A weird upshot of all this simultaneous availability of vividly imagined "future" products, in a context where rapid change has been normalised, is the subliminal (and occasionally, outright) confusion it can generate. When it comes to gadgetry, to someone without inside information, there can be a very blurry line between idea, concept, prototype, and fait accompli. Unless you pay close attention to what's happening at the cutting edge of technology -- and, to be fair, most people have enough other things going on in their lives that they don't -- it's pretty easy to mistake a hypothetical product for a real one. (The reverse is probably also true.)
For instance, a viral video temporarily set (certain excitable portions of) the geek community alight in February, because it appeared to herald the imminent arrival of an exciting new Ultra-Mobile PC (UMPC) from Samsung, the Korean electronics giant:
Tech news sites hastened to correct the misperception. In point of fact, the video had been produced by a college student in India for a class project.
We've been getting tipped all morning on a supposed Samsung P9 UMPC. Sorry Charlie, it's not the P9. It's not even from Samsung. As sleek and sexy as this crazy, detachable slider is, no amount of wishful thinking is going to make it more than a university design project.

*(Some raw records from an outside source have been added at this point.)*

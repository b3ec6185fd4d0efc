//! Configuration loading

use std::fs;
use std::path::{Path, PathBuf};

use crate::error::{PruneError, PruneResult};

use super::types::{Config, Verbosity};

pub const STEP_DELAY_ENV: &str = "MODTRIM_STEP_DELAY_MS";
pub const VERBOSITY_ENV: &str = "MODTRIM_VERBOSITY";
pub const DESCRIPTOR_EXTENSION_ENV: &str = "MODTRIM_DESCRIPTOR_EXTENSION";

/// Non-fatal configuration problem surfaced to CLI users.
///
/// Loading runs before logging is set up, so problems are collected here and
/// reported by the caller instead of being logged on the spot.
#[derive(Debug, Clone, PartialEq, Eq)]
pub enum ConfigWarning {
    /// Key the config schema does not know
    UnknownKey {
        key: String,
        file: PathBuf,
        line: Option<usize>,
        suggestion: Option<String>,
    },
    /// Config file that exists but could not be loaded; it was skipped
    SkippedFile { file: PathBuf, message: String },
    /// `MODTRIM_*` variable with a value that was ignored
    InvalidEnv { name: &'static str, value: String },
}

impl std::fmt::Display for ConfigWarning {
    fn fmt(&self, f: &mut std::fmt::Formatter<'_>) -> std::fmt::Result {
        match self {
            ConfigWarning::UnknownKey {
                key,
                file,
                line,
                suggestion,
            } => {
                write!(f, "unknown config key '{}' in {}", key, file.display())?;
                if let Some(line) = line {
                    write!(f, ":{}", line)?;
                }
                if let Some(suggestion) = suggestion {
                    write!(f, " (did you mean '{}'?)", suggestion)?;
                }
                Ok(())
            }
            ConfigWarning::SkippedFile { file, message } => {
                write!(f, "ignoring config {}: {}", file.display(), message)
            }
            ConfigWarning::InvalidEnv { name, value } => {
                write!(f, "ignoring {}={:?}: invalid value", name, value)
            }
        }
    }
}

/// Load configuration and collect non-fatal warnings (e.g. unknown keys).
pub fn load_with_warnings(path: &Path) -> PruneResult<(Config, Vec<ConfigWarning>)> {
    let content = fs::read_to_string(path)?;

    let mut unknown_paths: Vec<String> = Vec::new();
    let deserializer = toml::de::Deserializer::new(&content);

    let config: Config = serde_ignored::deserialize(deserializer, |p| {
        unknown_paths.push(p.to_string());
    })
    .map_err(|e| PruneError::Config {
        file: path.to_path_buf(),
        message: e.to_string(),
    })?;

    let warnings = unknown_paths
        .into_iter()
        .map(|path_str| {
            let key = path_str
                .split('.')
                .next_back()
                .unwrap_or(path_str.as_str())
                .to_string();
            ConfigWarning::UnknownKey {
                line: find_line_number(&content, &key),
                suggestion: suggest_key(&key),
                file: path.to_path_buf(),
                key,
            }
        })
        .collect();

    Ok((config, warnings))
}

/// Load from project config, user config, or defaults, then apply `MODTRIM_*`.
///
/// A config file that exists but fails to parse is skipped with a warning so
/// a broken user config never blocks a run.
pub fn load_or_default(project_root: Option<&Path>) -> (Config, Vec<ConfigWarning>) {
    let mut candidates = Vec::new();
    if let Some(root) = project_root {
        candidates.push(root.join(".modtrim/config.toml"));
    }
    if let Some(user_config_dir) = dirs_config_dir() {
        candidates.push(user_config_dir.join("modtrim/config.toml"));
    }

    let mut warnings = Vec::new();
    let mut loaded = None;
    for candidate in candidates {
        if !candidate.exists() {
            continue;
        }
        match load_with_warnings(&candidate) {
            Ok((config, unknown)) => {
                warnings.extend(unknown);
                loaded = Some(config);
                break;
            }
            Err(e) => warnings.push(ConfigWarning::SkippedFile {
                file: candidate,
                message: e.to_string(),
            }),
        }
    }

    let (config, env_warnings) = with_env_overrides(loaded.unwrap_or_default());
    warnings.extend(env_warnings);
    (config, warnings)
}

/// Apply environment variable overrides (MODTRIM_* prefix)
pub fn with_env_overrides(config: Config) -> (Config, Vec<ConfigWarning>) {
    apply_overrides(config, |name| std::env::var(name).ok())
}

pub(crate) fn apply_overrides(
    mut config: Config,
    lookup: impl Fn(&str) -> Option<String>,
) -> (Config, Vec<ConfigWarning>) {
    let mut warnings = Vec::new();
    let mut invalid = |name: &'static str, value: String| {
        warnings.push(ConfigWarning::InvalidEnv { name, value });
    };

    // MODTRIM_STEP_DELAY_MS
    if let Some(delay) = lookup(STEP_DELAY_ENV) {
        match delay.trim().parse::<u64>() {
            Ok(ms) => config.removal.step_delay_ms = ms,
            Err(_) => invalid(STEP_DELAY_ENV, delay),
        }
    }

    // MODTRIM_VERBOSITY
    if let Some(verbosity) = lookup(VERBOSITY_ENV) {
        match verbosity.trim().to_lowercase().as_str() {
            "quiet" => config.output.verbosity = Verbosity::Quiet,
            "normal" => config.output.verbosity = Verbosity::Normal,
            "verbose" => config.output.verbosity = Verbosity::Verbose,
            "debug" => config.output.verbosity = Verbosity::Debug,
            _ => invalid(VERBOSITY_ENV, verbosity),
        }
    }

    // MODTRIM_DESCRIPTOR_EXTENSION
    if let Some(ext) = lookup(DESCRIPTOR_EXTENSION_ENV) {
        let trimmed = ext.trim().trim_start_matches('.');
        if trimmed.is_empty() {
            invalid(DESCRIPTOR_EXTENSION_ENV, ext);
        } else {
            config.removal.descriptor_extension = trimmed.to_string();
        }
    }

    (config, warnings)
}

/// Get XDG config directory
fn dirs_config_dir() -> Option<PathBuf> {
    std::env::var("XDG_CONFIG_HOME")
        .ok()
        .map(PathBuf::from)
        .or_else(dirs::config_dir)
}

fn find_line_number(content: &str, needle: &str) -> Option<usize> {
    content
        .lines()
        .position(|line| line.contains(needle))
        .map(|i| i + 1)
}

fn suggest_key(unknown: &str) -> Option<String> {
    const CANDIDATES: &[&str] = &[
        "removal",
        "step_delay_ms",
        "descriptor_extension",
        "protection",
        "workspace_dirs",
        "workspace_extensions",
        "workspace_files",
        "output",
        "verbosity",
    ];

    let mut best: Option<(&str, usize)> = None;
    for candidate in CANDIDATES {
        let dist = levenshtein(unknown, candidate);
        best = match best {
            None => Some((candidate, dist)),
            Some((_, best_dist)) if dist < best_dist => Some((candidate, dist)),
            Some(current) => Some(current),
        };
    }

    match best {
        Some((candidate, dist)) if dist <= 2 => Some(candidate.to_string()),
        _ => None,
    }
}

fn levenshtein(a: &str, b: &str) -> usize {
    if a == b {
        return 0;
    }

    let a_bytes = a.as_bytes();
    let b_bytes = b.as_bytes();

    let mut prev: Vec<usize> = (0..=b_bytes.len()).collect();
    let mut curr = vec![0usize; b_bytes.len() + 1];

    for (i, &ac) in a_bytes.iter().enumerate() {
        curr[0] = i + 1;
        for (j, &bc) in b_bytes.iter().enumerate() {
            let cost = if ac == bc { 0 } else { 1 };
            curr[j + 1] =
                std::cmp::min(std::cmp::min(prev[j + 1] + 1, curr[j] + 1), prev[j] + cost);
        }
        prev.clone_from_slice(&curr);
    }

    prev[b_bytes.len()]
}
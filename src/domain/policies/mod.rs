//! Domain Policies
//!
//! Business rules and policies that govern behavior.
//! These are pure functions that operate on domain entities.

mod workspace_files;

pub use workspace_files::{WorkspaceFilePolicy, DEFAULT_DESCRIPTOR_EXTENSION};
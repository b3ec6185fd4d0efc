//! Repository Implementations
//!
//! Concrete implementations of domain repository ports.

mod project_manifest;

pub use project_manifest::{TomlProjectModel, MANIFEST_FILE, MANIFEST_LOCK_FILE};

~Engadget, 21 February 02008.
This ambiguity seems especially apt to occur with images (still or video) of stand-alone gadgets -- as opposed to their social or user contexts which may contain many more "moving parts", literally and figuratively. I'm referring here to the difference between depictions of gadgets themselves, and the evocation of how they change (or are changed by) their social context. As much as I rejoice in what seems to be increasing availability of ingenious possibilities, fodder for our collective imagining, compellingly and realistically portrayed -- especially when imbued with this "bright green" sensibility -- I have to say there seem to be a lot more of the former than the latter floating around.
The tendency to focus on technology itself is understandable: it's a complexity-reducing strategy for thinking about change that also plays well with our object-focused, consumption-driven economy. But "stuff" is not, I think, the true stuff of experience. Picking up on an trend noted by Allison Arieff (quoted in this recent post), I'd expect that over the coming years, the increasingly holistic, integrative, values-oriented efforts of designers -- particularly those concerned with user experience and interaction design -- will result in deeper engagement with evoking what change feels like, not just how its putative protagonist-objects look; as well as how it might occur, connecting outwardly, in complex contexts such as communities and families, as well as inwardly, addressing our interior or emotional states.
Product-centric -- and more particularly gadget-centric -- thinking surely affords some insight into the landscape of alternative futures, providing possible fragments of preferred (presumably sustainable, i.e. non-self-destructive) scenarios. But the key word is fragments; whereas the design challenge before us is systemic, complex, multi-dimensional, and massively distributed. No amount of gadgetry, however green, can substitute for addressing futures systemically.